I would have thought that MSI board would do the trick nicely. I don't have any experience first hand with msi boards but i've heard good things about them.

Of the two gfx cards the Nvidia is better.

The cooling will probably be okay on that case. Core 2 Duo processors run cool and the overclock you had in mind won't increase temps too much. The gfx card and mobo chipset run cool aswell.


----------



## Tonk (Jul 25, 2007)

*Re: need over clocking board for Intel E2140 Pentium Dual Core Socket 775*

ill probably go with the board u said now i found it on over clockers http://www.overclockers.co.uk/showproduct.php?prodid=MB-100-GI


----------



## TheMatt (May 9, 2006)

*Re: need over clocking board for Intel E2140 Pentium Dual Core Socket 775*

IMO the Gigabyte P35 series boards overclock very nicely when done properly. That´s a good choice.

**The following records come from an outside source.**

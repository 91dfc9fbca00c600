//! Super-pixel executor
//!
//! Output rows are split into contiguous [`RowRange`]s, one rayon task per
//! range. Each task owns the matching slice of the destination buffer, so the
//! pixel path needs no synchronisation; only the progress counter is shared.

use tracing::debug;

use crate::image_pipeline::common::error::{ConversionError, Result};
use crate::image_pipeline::debayer::monitor::ProgressMonitor;
use crate::image_pipeline::debayer::partition::{RowRange, partition_rows, worker_count};
use crate::image_pipeline::debayer::pattern::BayerPattern;
use crate::image_pipeline::mosaic::{Image, Sample};

/// Rows processed between two progress updates / abort checks.
pub const PROGRESS_BATCH_ROWS: usize = 16;

/// Collapses every 2x2 cell of `source` into one RGB pixel.
///
/// The output is `width / 2` x `height / 2`; an odd trailing row or column is
/// never read. Single-plane sources feed all three channels from plane 0;
/// three-plane sources feed red from plane 0, green from plane 1 and blue
/// from plane 2, always at the mosaic site of that color.
///
/// `workers` overrides the number of row ranges (see [`worker_count`]). Fails
/// with [`ConversionError::DegenerateDimensions`] before allocating when the
/// output would be empty, and with [`ConversionError::Aborted`] when
/// `monitor` was asked to abort. The abort request is consumed, so the next
/// run on the same monitor starts clean.
pub fn super_pixel<T: Sample>(
    source: &Image<T>,
    pattern: BayerPattern,
    workers: Option<usize>,
    monitor: &ProgressMonitor,
) -> Result<Image<T>> {
    let width = source.width() / 2;
    let height = source.height() / 2;
    if width == 0 || height == 0 {
        return Err(ConversionError::DegenerateDimensions {
            width: source.width(),
            height: source.height(),
        });
    }

    let row_len = width * 3;
    let mut data = vec![T::from_working(0.0); row_len * height];

    let ranges = partition_rows(height, worker_count(height, workers));
    debug!(
        width,
        height,
        workers = ranges.len(),
        pattern = %pattern,
        "Running super-pixel debayer"
    );

    monitor.initialize(height);
    rayon::scope(|scope| {
        let mut rest = data.as_mut_slice();
        for &range in &ranges {
            let (target, tail) = std::mem::take(&mut rest).split_at_mut(range.len() * row_len);
            rest = tail;
            scope.spawn(move |_| convert_rows(source, pattern, range, target, monitor));
        }
    });

    if monitor.take_abort() {
        return Err(ConversionError::Aborted);
    }
    Image::from_vec(width, height, 3, data)
}

fn convert_rows<T: Sample>(
    source: &Image<T>,
    pattern: BayerPattern,
    range: RowRange,
    target: &mut [T],
    monitor: &ProgressMonitor,
) {
    let row_len = (source.width() / 2) * 3;
    let [red_plane, green_plane, blue_plane] = if source.is_color() { [0, 1, 2] } else { [0, 0, 0] };

    let mut pending = 0;
    for (row, target_row) in range.rows().zip(target.chunks_exact_mut(row_len)) {
        if pending == 0 && monitor.is_aborted() {
            return;
        }

        for (col, pixel) in target_row.chunks_exact_mut(3).enumerate() {
            let sites = pattern.resolve(col, row);
            let red = source.sample(sites.red, red_plane).to_working();
            let green1 = source.sample(sites.green1, green_plane).to_working();
            let green2 = source.sample(sites.green2, green_plane).to_working();
            let blue = source.sample(sites.blue, blue_plane).to_working();

            pixel[0] = T::from_working(red);
            pixel[1] = T::from_working((green1 + green2) / 2.0);
            pixel[2] = T::from_working(blue);
        }

        pending += 1;
        if pending == PROGRESS_BATCH_ROWS {
            monitor.advance(pending);
            pending = 0;
        }
    }
    monitor.advance(pending);
}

When you are ready to overclock post back in this thread or create a new one so we can help you out. Overclocking when done right is both effective and very stable.


----------



## forcifer (Nov 20, 2005)

*Re: need over clocking board for Intel E2140 Pentium Dual Core Socket 775*

DFI blood iron. ive seen 4ghz off many c2d using it. its pretty cheap also

http://www.motherboardpro.com/DFI-B...oard-Infinity-Intel-P35-Socket-775-p-337.html


----------